PKT has become an important option in selected
IDDM patients being considered for
kidney transplantation because of its ability to offer superior
glycemic control and improved quality of life. As both kidney graft survival and overall mortality are comparable following PKT and
kidney transplantation alone at many centers, neither the survival of the patient nor the success of the kidney transplant need be jeopardized by the addition of a pancreas graft. The greater morbidity of PKT can be justified by the evidence that a pancreas graft will prevent recurrent
diabetic nephropathy, result in greater improvements in sensory/motor neuropathy, and in some but not all studies, cause greater stabilization of
eye disease. Improvements in
lipid profiles observed after PKT but not after kidney transplant alone may predict better cardiovascular outcomes as well. Determination of who should receive an isolated pancreas transplant is more complex. Success rates are lower than after PKT. It remains important to ascertain that the candidate is susceptible to
diabetic complications, or has repeated bouts of
hypoglycemia or
ketoacidosis unresponsive to other measures to justify the risks of long-term immuno-suppression.
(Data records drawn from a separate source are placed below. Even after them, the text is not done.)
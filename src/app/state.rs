// ==========================================
// 制造运营管理系统 - 应用状态
// ==========================================
// 职责: 管理应用级别的共享状态和API实例
// ==========================================

use std::sync::{Arc, Mutex};

use crate::api::WorkOrderApi;
use crate::config::{ConfigManager, WorkflowConfig};
use crate::db::{ensure_schema, open_sqlite_connection};
use crate::domain::credentials::Credentials;
use crate::engine::{
    CreateWorkOrderSession, LoadingGate, NotificationSink, ReconciliationJob,
};
use crate::remote::{HttpRemote, LocalRemote, WorkOrderRemote};
use crate::repository::{ScheduleItemRepository, WorkOrderDetailRepository, WorkOrderRepository};

/// 应用状态
///
/// 包含存储端API、配置和远程适配器
pub struct AppState {
    /// 数据库路径
    pub db_path: String,

    /// 工单API（存储端）
    pub work_order_api: Arc<WorkOrderApi>,

    /// 配置管理器
    pub config_manager: Arc<ConfigManager>,

    /// 启动时读取的工作流配置
    pub workflow_config: WorkflowConfig,

    /// 进程内远程适配器
    pub local_remote: Arc<LocalRemote>,
}

impl AppState {
    /// 创建新的AppState实例
    ///
    /// # 参数
    /// - db_path: 数据库文件路径
    ///
    /// # 返回
    /// - Ok(AppState): 应用状态实例
    /// - Err(String): 初始化错误
    pub fn new(db_path: String) -> Result<Self, String> {
        tracing::info!("初始化AppState，数据库路径: {}", db_path);

        // 创建数据库连接（共享连接）
        let conn = open_sqlite_connection(&db_path)
            .map_err(|e| format!("无法打开数据库: {}", e))?;
        ensure_schema(&conn).map_err(|e| format!("数据库建表失败: {}", e))?;
        let conn = Arc::new(Mutex::new(conn));

        // ==========================================
        // 初始化Repository层
        // ==========================================
        let work_order_repo = Arc::new(WorkOrderRepository::new(conn.clone()));
        let detail_repo = Arc::new(WorkOrderDetailRepository::new(conn.clone()));
        let schedule_repo = Arc::new(ScheduleItemRepository::new(conn.clone()));

        // ==========================================
        // 配置
        // ==========================================
        let config_manager = Arc::new(
            ConfigManager::from_connection(conn.clone())
                .map_err(|e| format!("无法创建ConfigManager: {}", e))?,
        );
        let workflow_config = config_manager
            .load_workflow_config()
            .map_err(|e| format!("读取工作流配置失败: {}", e))?;

        // ==========================================
        // API 与远程适配器
        // ==========================================
        let work_order_api = Arc::new(WorkOrderApi::new(
            work_order_repo,
            detail_repo,
            schedule_repo,
        ));
        let local_remote = Arc::new(LocalRemote::new(work_order_api.clone()));

        tracing::info!(
            remote_timeout_ms = workflow_config.remote_timeout_ms,
            idempotent_create = workflow_config.idempotent_create,
            "AppState初始化完成"
        );

        Ok(Self {
            db_path,
            work_order_api,
            config_manager,
            workflow_config,
            local_remote,
        })
    }

    /// 基于进程内存储创建新建工单会话
    pub fn new_session(
        &self,
        credentials: Credentials,
        notifier: Arc<dyn NotificationSink>,
        loading: Arc<dyn LoadingGate>,
    ) -> CreateWorkOrderSession {
        self.new_session_with_remote(credentials, self.local_remote.clone(), notifier, loading)
    }

    /// 基于指定远程存储创建新建工单会话
    pub fn new_session_with_remote(
        &self,
        credentials: Credentials,
        remote: Arc<dyn WorkOrderRemote>,
        notifier: Arc<dyn NotificationSink>,
        loading: Arc<dyn LoadingGate>,
    ) -> CreateWorkOrderSession {
        CreateWorkOrderSession::starting_now(
            credentials,
            remote,
            notifier,
            loading,
            self.workflow_config.session_config(),
        )
    }

    /// 按配置的根地址创建 HTTP 远程适配器
    pub fn http_remote(&self) -> HttpRemote {
        HttpRemote::new(self.workflow_config.remote_base_url.clone())
    }

    /// 孤儿工单对账任务
    pub fn reconciliation_job(&self) -> ReconciliationJob {
        ReconciliationJob::new(self.work_order_api.clone(), self.workflow_config.orphan_grace())
    }
}

/// 获取默认数据库路径
///
/// 优先级: 环境变量 MES_WORK_ORDER_DB_PATH > 用户数据目录 > 当前目录
pub fn get_default_db_path() -> String {
    use std::path::PathBuf;

    // 允许通过环境变量显式指定 DB 路径（便于调试/测试/CI）
    if let Ok(path) = std::env::var("MES_WORK_ORDER_DB_PATH") {
        let trimmed = path.trim();
        if !trimmed.is_empty() {
            return trimmed.to_string();
        }
    }

    let mut path = PathBuf::from("./mes_work_order.db");

    if let Some(data_dir) = dirs::data_dir() {
        // 开发环境使用独立目录，避免污染生产数据
        #[cfg(debug_assertions)]
        {
            path = data_dir.join("mes-work-order-dev");
        }

        #[cfg(not(debug_assertions))]
        {
            path = data_dir.join("mes-work-order");
        }

        // 确保目录存在
        std::fs::create_dir_all(&path).ok();
        path = path.join("mes_work_order.db");
    }

    path.to_string_lossy().to_string()
}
More difficult to determine is whether or when individuals who have advancing
diabetic complications yet relatively preserved renal function (
creatinine clearance > 70 mL/min) should become candidates. For now, each individual is considered on a case by case basis and the relative risks and benefits for each individual are carefully assessed. However, patient selection will be greatly aided by further research assessing the long-term risks and benefits of all types of
pancreas transplantation.
Pancreas transplantation will remain an important option in the treatment of
IDDM until alternative strategies are developed that can provide equal
glycemic control with less or no immunosuppression or less overall morbidity. Most of the research to date has concentrated on the consequences of
pancreas transplantation on microvascular complications. However,
cardiovascular disease events represent the greatest cause of mortality in pancreas transplant candidates. Thus, changes in cardiovascular risk after
pancreas transplantation may be more important to long-term survival than any other factor and should receive greater attention in future studies.